[Available records — start]
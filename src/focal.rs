//! Focal patterns: how a single treatment target expands into foci.

use nalgebra::Vector4;
use serde::{Deserialize, Serialize};

use crate::error::{LifuError, Result};
use crate::geo::Point;
use crate::units::unit_conversion;

fn default_target_pressure() -> f64 {
    1.0
}

fn default_true() -> bool {
    true
}

fn default_num_spokes() -> usize {
    4
}

fn default_spoke_radius() -> f64 {
    1.0
}

fn default_units() -> String {
    "mm".to_string()
}

#[derive(Debug, Clone, PartialEq, Serialize, Deserialize)]
#[serde(tag = "class")]
pub enum FocalPattern {
    #[serde(rename = "SingleFocus")]
    SingleFocus {
        /// Target pressure [Pa]
        #[serde(default = "default_target_pressure")]
        target_pressure: f64,
    },
    /// Optional centre focus plus evenly spaced spokes on a circle around it.
    #[serde(rename = "WheelPattern")]
    Wheel {
        #[serde(default = "default_target_pressure")]
        target_pressure: f64,
        #[serde(default = "default_true")]
        center: bool,
        #[serde(default = "default_num_spokes")]
        num_spokes: usize,
        #[serde(default = "default_spoke_radius")]
        spoke_radius: f64,
        #[serde(default = "default_units")]
        units: String,
    },
}

impl Default for FocalPattern {
    fn default() -> Self {
        FocalPattern::SingleFocus {
            target_pressure: default_target_pressure(),
        }
    }
}

impl FocalPattern {
    pub fn target_pressure(&self) -> f64 {
        match self {
            FocalPattern::SingleFocus { target_pressure }
            | FocalPattern::Wheel {
                target_pressure, ..
            } => *target_pressure,
        }
    }

    pub fn num_foci(&self) -> usize {
        match self {
            FocalPattern::SingleFocus { .. } => 1,
            FocalPattern::Wheel {
                center, num_spokes, ..
            } => usize::from(*center) + num_spokes,
        }
    }

    pub fn validate(&self) -> Result<()> {
        if !(self.target_pressure().is_finite() && self.target_pressure() > 0.0) {
            return Err(LifuError::InvalidConfig(
                "target_pressure must be > 0".to_string(),
            ));
        }
        if let FocalPattern::Wheel {
            num_spokes,
            spoke_radius,
            units,
            ..
        } = self
        {
            if self.num_foci() == 0 {
                return Err(LifuError::InvalidConfig(
                    "wheel pattern needs a center or at least one spoke".to_string(),
                ));
            }
            if *num_spokes > 0 && !(spoke_radius.is_finite() && *spoke_radius > 0.0) {
                return Err(LifuError::InvalidConfig(
                    "spoke_radius must be > 0".to_string(),
                ));
            }
            unit_conversion(units, "m")?;
        }
        Ok(())
    }

    /// Expand `target` into the foci of this pattern.
    ///
    /// Spokes are laid out in the target's local XY plane and expressed in
    /// the target's units.
    pub fn targets(&self, target: &Point) -> Result<Vec<Point>> {
        match self {
            FocalPattern::SingleFocus { .. } => Ok(vec![target.clone()]),
            FocalPattern::Wheel {
                center,
                num_spokes,
                spoke_radius,
                units,
                ..
            } => {
                let mut targets = Vec::with_capacity(self.num_foci());
                if *center {
                    let mut c = target.clone();
                    c.id = format!("{}_center", target.id);
                    c.name = format!("{} (Center)", target.name);
                    targets.push(c);
                }

                let radius = spoke_radius * unit_conversion(units, &target.units)?;
                let m = target.matrix();
                for i in 0..*num_spokes {
                    let theta = 2.0 * std::f64::consts::PI * i as f64 / *num_spokes as f64;
                    let local = Vector4::new(radius * theta.cos(), radius * theta.sin(), 0.0, 1.0);
                    let position = (m * local).xyz();
                    let deg = theta.to_degrees();
                    targets.push(Point {
                        id: format!("{}_{deg:.0}deg", target.id),
                        name: format!("{} ({deg:.0}°)", target.name),
                        position,
                        units: target.units.clone(),
                        radius: target.radius,
                    });
                }
                Ok(targets)
            }
        }
    }
}

#[cfg(test)]
mod tests {
    use super::*;
    use approx::assert_abs_diff_eq;
    use nalgebra::Vector3;

    fn target() -> Point {
        Point {
            id: "t".to_string(),
            name: "Target".to_string(),
            position: Vector3::new(0.0, 0.0, 30.0),
            units: "mm".to_string(),
            radius: 0.5,
        }
    }

    #[test]
    fn single_focus_returns_copy() {
        let pattern = FocalPattern::default();
        let targets = pattern.targets(&target()).unwrap();
        assert_eq!(targets, vec![target()]);
        assert_eq!(pattern.num_foci(), 1);
    }

    #[test]
    fn wheel_pattern_spokes() {
        let pattern = FocalPattern::Wheel {
            target_pressure: 1e6,
            center: true,
            num_spokes: 4,
            spoke_radius: 2.0,
            units: "mm".to_string(),
        };
        let targets = pattern.targets(&target()).unwrap();
        assert_eq!(targets.len(), pattern.num_foci());
        assert_eq!(targets.len(), 5);

        assert_eq!(targets[0].id, "t_center");
        assert_eq!(targets[0].name, "Target (Center)");
        assert_eq!(targets[2].id, "t_90deg");
        assert_eq!(targets[2].name, "Target (90°)");

        assert_abs_diff_eq!(targets[1].position.x, 2.0, epsilon = 1e-12);
        assert_abs_diff_eq!(targets[2].position.y, 2.0, epsilon = 1e-12);
        assert_abs_diff_eq!(targets[3].position.x, -2.0, epsilon = 1e-12);
        for spoke in &targets[1..] {
            assert_abs_diff_eq!(spoke.position.z, 30.0, epsilon = 1e-12);
            assert_eq!(spoke.radius, 0.5);
        }
    }

    #[test]
    fn spoke_radius_converts_to_target_units() {
        let pattern = FocalPattern::Wheel {
            target_pressure: 1.0,
            center: false,
            num_spokes: 1,
            spoke_radius: 0.2,
            units: "cm".to_string(),
        };
        let targets = pattern.targets(&target()).unwrap();
        assert_eq!(targets.len(), 1);
        assert_abs_diff_eq!(targets[0].position.x, 2.0, epsilon = 1e-12);
    }

    #[test]
    fn deserializes_from_class_tag() {
        let raw = r#"{"class": "WheelPattern", "num_spokes": 6, "center": false}"#;
        let pattern: FocalPattern = serde_json::from_str(raw).unwrap();
        assert_eq!(pattern.num_foci(), 6);
        assert_eq!(pattern.target_pressure(), 1.0);
    }

    #[test]
    fn empty_wheel_is_invalid() {
        let pattern = FocalPattern::Wheel {
            target_pressure: 1.0,
            center: false,
            num_spokes: 0,
            spoke_radius: 1.0,
            units: "mm".to_string(),
        };
        assert!(pattern.validate().is_err());
    }
}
[Available records — finish]
Exercise details ▸
Return, from the data, each line where the string "LifuError" occurs.

The answer ▸
use crate::error::{LifuError, Result};
            return Err(LifuError::InvalidConfig(
                return Err(LifuError::InvalidConfig(
                return Err(LifuError::InvalidConfig(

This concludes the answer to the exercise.